Work required: Among the entries, how many lines hold the word "DraftView"? Respond with that number only.

Input:
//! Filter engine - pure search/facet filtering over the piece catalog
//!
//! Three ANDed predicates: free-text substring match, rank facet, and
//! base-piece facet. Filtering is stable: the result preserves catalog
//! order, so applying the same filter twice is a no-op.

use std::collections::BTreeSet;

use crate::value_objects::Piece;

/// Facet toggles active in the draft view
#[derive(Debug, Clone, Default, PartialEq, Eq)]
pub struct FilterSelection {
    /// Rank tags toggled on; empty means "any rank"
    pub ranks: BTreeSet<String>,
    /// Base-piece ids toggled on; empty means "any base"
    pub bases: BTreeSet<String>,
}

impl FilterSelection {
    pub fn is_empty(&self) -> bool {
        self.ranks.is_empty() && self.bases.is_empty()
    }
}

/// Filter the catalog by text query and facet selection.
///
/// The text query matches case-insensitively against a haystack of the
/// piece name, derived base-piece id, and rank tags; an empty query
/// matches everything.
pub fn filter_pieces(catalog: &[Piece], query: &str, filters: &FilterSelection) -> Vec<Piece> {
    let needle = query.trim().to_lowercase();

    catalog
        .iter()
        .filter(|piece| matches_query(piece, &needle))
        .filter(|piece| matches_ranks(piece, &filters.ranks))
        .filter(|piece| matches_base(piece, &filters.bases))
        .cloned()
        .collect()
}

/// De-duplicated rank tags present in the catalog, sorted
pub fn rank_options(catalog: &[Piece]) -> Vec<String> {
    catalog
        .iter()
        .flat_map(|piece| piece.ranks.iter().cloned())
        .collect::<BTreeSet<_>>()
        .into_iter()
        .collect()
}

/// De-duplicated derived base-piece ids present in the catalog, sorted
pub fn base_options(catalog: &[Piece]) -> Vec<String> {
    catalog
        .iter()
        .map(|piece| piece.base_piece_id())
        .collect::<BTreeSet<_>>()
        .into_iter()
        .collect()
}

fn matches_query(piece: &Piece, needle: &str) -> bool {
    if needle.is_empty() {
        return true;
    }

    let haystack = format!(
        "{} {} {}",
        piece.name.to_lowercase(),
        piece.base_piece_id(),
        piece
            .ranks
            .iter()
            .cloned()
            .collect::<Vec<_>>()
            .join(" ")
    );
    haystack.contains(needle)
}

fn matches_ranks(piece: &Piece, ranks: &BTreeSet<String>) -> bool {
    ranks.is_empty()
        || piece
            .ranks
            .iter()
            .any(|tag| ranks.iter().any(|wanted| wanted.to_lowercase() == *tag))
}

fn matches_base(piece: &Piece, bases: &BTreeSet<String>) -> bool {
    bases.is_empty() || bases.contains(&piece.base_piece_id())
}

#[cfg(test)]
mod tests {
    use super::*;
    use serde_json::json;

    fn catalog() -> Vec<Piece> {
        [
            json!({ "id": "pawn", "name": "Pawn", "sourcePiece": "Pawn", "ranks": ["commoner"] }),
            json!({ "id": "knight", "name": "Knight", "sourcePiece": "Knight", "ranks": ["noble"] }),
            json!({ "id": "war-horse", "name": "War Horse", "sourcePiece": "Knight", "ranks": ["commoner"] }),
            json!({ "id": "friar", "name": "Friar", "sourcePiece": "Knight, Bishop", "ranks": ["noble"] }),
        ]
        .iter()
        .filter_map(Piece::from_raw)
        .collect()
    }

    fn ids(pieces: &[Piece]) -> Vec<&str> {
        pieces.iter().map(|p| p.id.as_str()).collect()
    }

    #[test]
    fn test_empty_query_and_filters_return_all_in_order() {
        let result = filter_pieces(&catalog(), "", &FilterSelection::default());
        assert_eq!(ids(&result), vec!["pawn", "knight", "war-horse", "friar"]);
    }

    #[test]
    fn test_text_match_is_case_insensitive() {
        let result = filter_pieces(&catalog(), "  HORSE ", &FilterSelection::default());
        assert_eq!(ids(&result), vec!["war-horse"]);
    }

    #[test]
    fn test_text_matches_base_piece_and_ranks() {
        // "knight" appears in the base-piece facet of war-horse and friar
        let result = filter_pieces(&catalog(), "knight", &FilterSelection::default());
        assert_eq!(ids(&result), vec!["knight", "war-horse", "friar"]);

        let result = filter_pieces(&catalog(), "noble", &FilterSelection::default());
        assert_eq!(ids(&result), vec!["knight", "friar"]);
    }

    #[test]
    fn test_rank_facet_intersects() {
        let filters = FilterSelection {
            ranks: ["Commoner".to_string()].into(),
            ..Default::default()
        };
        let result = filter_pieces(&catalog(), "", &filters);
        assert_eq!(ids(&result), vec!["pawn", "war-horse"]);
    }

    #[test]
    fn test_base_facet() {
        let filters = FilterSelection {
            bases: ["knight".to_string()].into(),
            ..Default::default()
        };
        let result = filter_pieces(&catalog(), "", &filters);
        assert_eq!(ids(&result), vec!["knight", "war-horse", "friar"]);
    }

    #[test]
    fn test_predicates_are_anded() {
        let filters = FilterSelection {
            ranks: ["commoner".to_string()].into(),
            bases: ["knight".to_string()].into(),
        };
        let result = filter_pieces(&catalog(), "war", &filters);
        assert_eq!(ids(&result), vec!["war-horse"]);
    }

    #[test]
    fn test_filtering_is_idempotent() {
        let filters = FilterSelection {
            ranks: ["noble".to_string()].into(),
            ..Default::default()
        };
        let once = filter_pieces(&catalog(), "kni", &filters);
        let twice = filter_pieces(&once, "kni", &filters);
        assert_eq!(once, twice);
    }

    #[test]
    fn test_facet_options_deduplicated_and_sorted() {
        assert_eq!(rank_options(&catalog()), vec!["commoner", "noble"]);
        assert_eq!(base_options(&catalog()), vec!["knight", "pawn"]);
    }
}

==

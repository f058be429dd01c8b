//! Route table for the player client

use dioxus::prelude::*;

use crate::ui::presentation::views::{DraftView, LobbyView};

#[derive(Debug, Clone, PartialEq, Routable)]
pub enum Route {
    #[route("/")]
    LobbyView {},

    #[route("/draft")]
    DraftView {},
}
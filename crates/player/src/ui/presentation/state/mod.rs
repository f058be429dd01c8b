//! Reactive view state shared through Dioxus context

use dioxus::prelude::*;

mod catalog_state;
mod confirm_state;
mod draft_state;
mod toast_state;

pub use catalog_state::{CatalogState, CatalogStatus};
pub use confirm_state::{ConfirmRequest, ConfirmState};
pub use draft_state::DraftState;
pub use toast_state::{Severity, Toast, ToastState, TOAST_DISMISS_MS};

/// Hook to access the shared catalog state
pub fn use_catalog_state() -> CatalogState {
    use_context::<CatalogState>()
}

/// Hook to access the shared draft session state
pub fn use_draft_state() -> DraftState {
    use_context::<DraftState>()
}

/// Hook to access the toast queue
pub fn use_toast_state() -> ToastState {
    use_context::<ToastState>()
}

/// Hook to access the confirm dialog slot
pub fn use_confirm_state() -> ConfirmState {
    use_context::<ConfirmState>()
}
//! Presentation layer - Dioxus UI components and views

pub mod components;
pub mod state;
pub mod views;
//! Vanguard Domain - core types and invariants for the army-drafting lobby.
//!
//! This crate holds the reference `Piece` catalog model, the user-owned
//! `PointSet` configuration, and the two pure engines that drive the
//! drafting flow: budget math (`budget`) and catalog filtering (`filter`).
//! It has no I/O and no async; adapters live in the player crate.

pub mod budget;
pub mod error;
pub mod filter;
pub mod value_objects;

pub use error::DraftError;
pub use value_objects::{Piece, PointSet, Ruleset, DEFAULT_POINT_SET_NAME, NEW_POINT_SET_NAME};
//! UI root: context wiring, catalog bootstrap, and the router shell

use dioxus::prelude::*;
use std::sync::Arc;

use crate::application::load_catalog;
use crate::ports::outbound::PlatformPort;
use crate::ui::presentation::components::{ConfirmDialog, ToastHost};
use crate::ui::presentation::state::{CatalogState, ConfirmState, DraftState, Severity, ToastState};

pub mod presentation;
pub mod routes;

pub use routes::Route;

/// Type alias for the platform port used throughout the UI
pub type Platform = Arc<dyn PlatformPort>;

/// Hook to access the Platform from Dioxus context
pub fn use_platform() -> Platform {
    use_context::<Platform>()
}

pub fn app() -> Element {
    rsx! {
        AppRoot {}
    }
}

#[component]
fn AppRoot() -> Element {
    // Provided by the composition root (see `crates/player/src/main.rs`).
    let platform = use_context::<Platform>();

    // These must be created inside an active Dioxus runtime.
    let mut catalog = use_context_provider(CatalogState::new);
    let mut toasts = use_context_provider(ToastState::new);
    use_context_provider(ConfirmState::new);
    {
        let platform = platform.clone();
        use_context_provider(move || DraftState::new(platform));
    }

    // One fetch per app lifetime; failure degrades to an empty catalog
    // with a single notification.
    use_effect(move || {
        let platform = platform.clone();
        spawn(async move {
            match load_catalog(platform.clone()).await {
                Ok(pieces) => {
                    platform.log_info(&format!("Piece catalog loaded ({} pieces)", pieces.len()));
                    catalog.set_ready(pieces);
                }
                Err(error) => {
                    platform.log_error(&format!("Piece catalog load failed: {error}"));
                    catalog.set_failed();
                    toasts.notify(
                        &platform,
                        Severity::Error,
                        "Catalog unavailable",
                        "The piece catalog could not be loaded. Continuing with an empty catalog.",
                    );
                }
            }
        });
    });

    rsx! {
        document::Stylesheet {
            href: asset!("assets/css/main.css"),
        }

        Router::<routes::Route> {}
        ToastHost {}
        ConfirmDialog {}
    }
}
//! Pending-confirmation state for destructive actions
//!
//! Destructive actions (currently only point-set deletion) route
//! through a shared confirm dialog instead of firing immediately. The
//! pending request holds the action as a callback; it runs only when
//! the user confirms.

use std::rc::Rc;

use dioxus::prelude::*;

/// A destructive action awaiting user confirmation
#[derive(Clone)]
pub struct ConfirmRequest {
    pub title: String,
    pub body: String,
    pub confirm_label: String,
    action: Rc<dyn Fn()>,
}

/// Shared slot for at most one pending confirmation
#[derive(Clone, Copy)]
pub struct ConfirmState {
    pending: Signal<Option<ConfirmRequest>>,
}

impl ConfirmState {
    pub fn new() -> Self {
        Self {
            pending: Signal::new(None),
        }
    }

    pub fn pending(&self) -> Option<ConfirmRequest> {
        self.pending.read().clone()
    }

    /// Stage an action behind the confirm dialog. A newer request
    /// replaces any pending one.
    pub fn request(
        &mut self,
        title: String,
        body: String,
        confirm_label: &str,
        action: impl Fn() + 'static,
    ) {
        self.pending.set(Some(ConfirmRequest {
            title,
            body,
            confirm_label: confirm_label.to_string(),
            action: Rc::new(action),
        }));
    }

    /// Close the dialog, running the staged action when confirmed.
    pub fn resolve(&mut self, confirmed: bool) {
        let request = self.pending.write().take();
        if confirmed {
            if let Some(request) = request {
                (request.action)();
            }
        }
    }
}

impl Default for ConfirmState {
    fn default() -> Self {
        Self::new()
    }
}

Completed task: 2